I loved this movie because of all the color. The sea was so vibrant and appealing that it was magic. And I barely saw the sea or the ocean while in Arizona anyway. We were just one big desert. Anything wet would just dry up under the unforgiving sun.

We sat together in silence for a while as the movie played on. Was this what it felt like to be with your best friend? I did have friends when I was younger but that number decreased as time went on, with the exception of Tony. I enjoyed his company over the past few days. For once I didn’t feel alone. His quiet breathing, the way he would move his hand every now and again; they were all reassurances that he in fact was real and that this was happening.

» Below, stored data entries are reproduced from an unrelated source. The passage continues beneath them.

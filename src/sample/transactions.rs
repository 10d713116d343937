//! Transaction sample data

use chrono::{DateTime, Duration, Utc};
use serde::Serialize;
use uuid::Uuid;

use super::TIMESTAMP_FORMAT;

pub const MERCHANT_TYPES: [&str; 13] = [
    "Agricultural Services",
    "Contracted Services",
    "Transportation Services",
    "Utility Services",
    "Retail Outlet Services",
    "Clothing Stores",
    "Miscellaneous Stores",
    "Business Services",
    "Professional Services and Membership Organizations",
    "Government Services",
    "Airlines",
    "Car Rental",
    "Lodging",
];

/// A merchant with a transaction amount range.
#[derive(Debug, Clone)]
pub struct Merchant {
    pub name: String,
    pub merchant_type: String,
    pub min_amount: u32,
    pub max_amount: u32,
}

/// A single generated transaction record.
#[derive(Debug, Clone, Serialize)]
pub struct Transaction {
    pub transaction_id: Uuid,
    pub timestamp: String,
    pub customer_id: String,
    pub merchant_type: String,
    pub merchant_name: String,
    pub amount: f64,
}

/// Generate merchants with a name, a random type, and a min/max
/// transaction amount (max between 5x and 20x the min).
pub fn generate_merchants(count: usize) -> Vec<Merchant> {
    (0..count)
        .map(|idx| {
            let min_amount = fastrand::u32(1..=100);
            Merchant {
                name: format!("Merchant {}", idx),
                merchant_type: MERCHANT_TYPES[fastrand::usize(..MERCHANT_TYPES.len())].to_string(),
                min_amount,
                max_amount: fastrand::u32(min_amount * 5..=min_amount * 20),
            }
        })
        .collect()
}

/// Generate customer IDs of the form `cust_<n>`.
pub fn generate_customers(count: usize) -> Vec<String> {
    (0..count).map(|idx| format!("cust_{}", idx)).collect()
}

/// Generate `count` transactions with timestamps walking forward from
/// `start` in random steps sized so the range roughly covers
/// `start..end`. Each transaction picks a random customer and merchant,
/// with the amount uniform in the merchant's range, rounded to cents.
pub fn generate_transactions(
    start: DateTime<Utc>,
    end: DateTime<Utc>,
    count: usize,
    customers: &[String],
    merchants: &[Merchant],
) -> Vec<Transaction> {
    assert!(!customers.is_empty(), "at least one customer required");
    assert!(!merchants.is_empty(), "at least one merchant required");
    assert!(end > start, "end must be after start");

    let range_seconds = (end - start).num_days() * 24 * 60 * 60;
    let max_step = (range_seconds / count.max(1) as i64).max(1);
    let min_step = max_step / 2;

    let mut transactions = Vec::with_capacity(count);
    let mut ts = start;
    for _ in 0..count {
        ts += Duration::seconds(fastrand::i64(min_step..=max_step));
        let customer = &customers[fastrand::usize(..customers.len())];
        let merchant = &merchants[fastrand::usize(..merchants.len())];
        let amount = random_amount(merchant.min_amount as f64, merchant.max_amount as f64);

        transactions.push(Transaction {
            transaction_id: Uuid::new_v4(),
            timestamp: ts.format(TIMESTAMP_FORMAT).to_string(),
            customer_id: customer.clone(),
            merchant_type: merchant.merchant_type.clone(),
            merchant_name: merchant.name.clone(),
            amount,
        });
    }
    transactions
}

fn random_amount(min: f64, max: f64) -> f64 {
    let value = min + fastrand::f64() * (max - min);
    // Round to cents without letting the rounding escape the range
    ((value * 100.0).round() / 100.0).clamp(min, max)
}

I truly was hanging out with my best friend that I desperately wanted to meet and see.

But he still had no clue that he was either. It broke my heart a little that he didn’t get to feel the satisfaction that I was currently feeling. He didn’t see Tori, only Ella. They weren't the same person, not even close. Two completely different people. Tori would never open her mouth, or kiss her supposedly best friend.

He had no idea that he was being deceived by the both of us—a stranger that he opened up to and his best friend who kept all his secrets. As much as I knew I had to, I didn’t want to tell him who I really was. I was content with being Ella for him, in fact I think that he liked Ella more than Tori right now. He deserved the truth but at the same time he deserved to be happy and Ella made him happy. If anything, Tori was just one massive, hypocritical pain in the neck.

I felt his hand slide in mine, his long fingers caressing my own. My conflicting thoughts died down and his touch brought me back to the real world, outside of my warzone of a head. It felt natural, that we should have been doing it a long time ago. And maybe we had been. His friendship was like holding hands. Sometimes the hand you hold is there to pull your forward when you feel sluggish and uninspired; or sometimes there for you to squeeze when you're in pain or frightened and it is there to be held during the good times too. It was something that was there for you whenever you needed it and you could always count on it to be there for you. However, this time I didn’t know how long Tori or Ella was going to be able to hold on to Tony’s strong but gentle hands. It was only a matter of time until he was bound to let go.

“I love this movie," he murmured at the scene where Marlin and Dory were travelling with the turtles. I could hear the appreciation in his voice ,which echoed in the memories of getting his letter when we were younger.

I breathed in, squeezing his hand softly. "Me too," I whispered.

He raised our hands and kissed the back of mine. "Did I ever tell you how much I love your voice?" he mused with a slightly dazed voice, as if waking up from a good dream. Maybe we were falling on one that was too good to be true.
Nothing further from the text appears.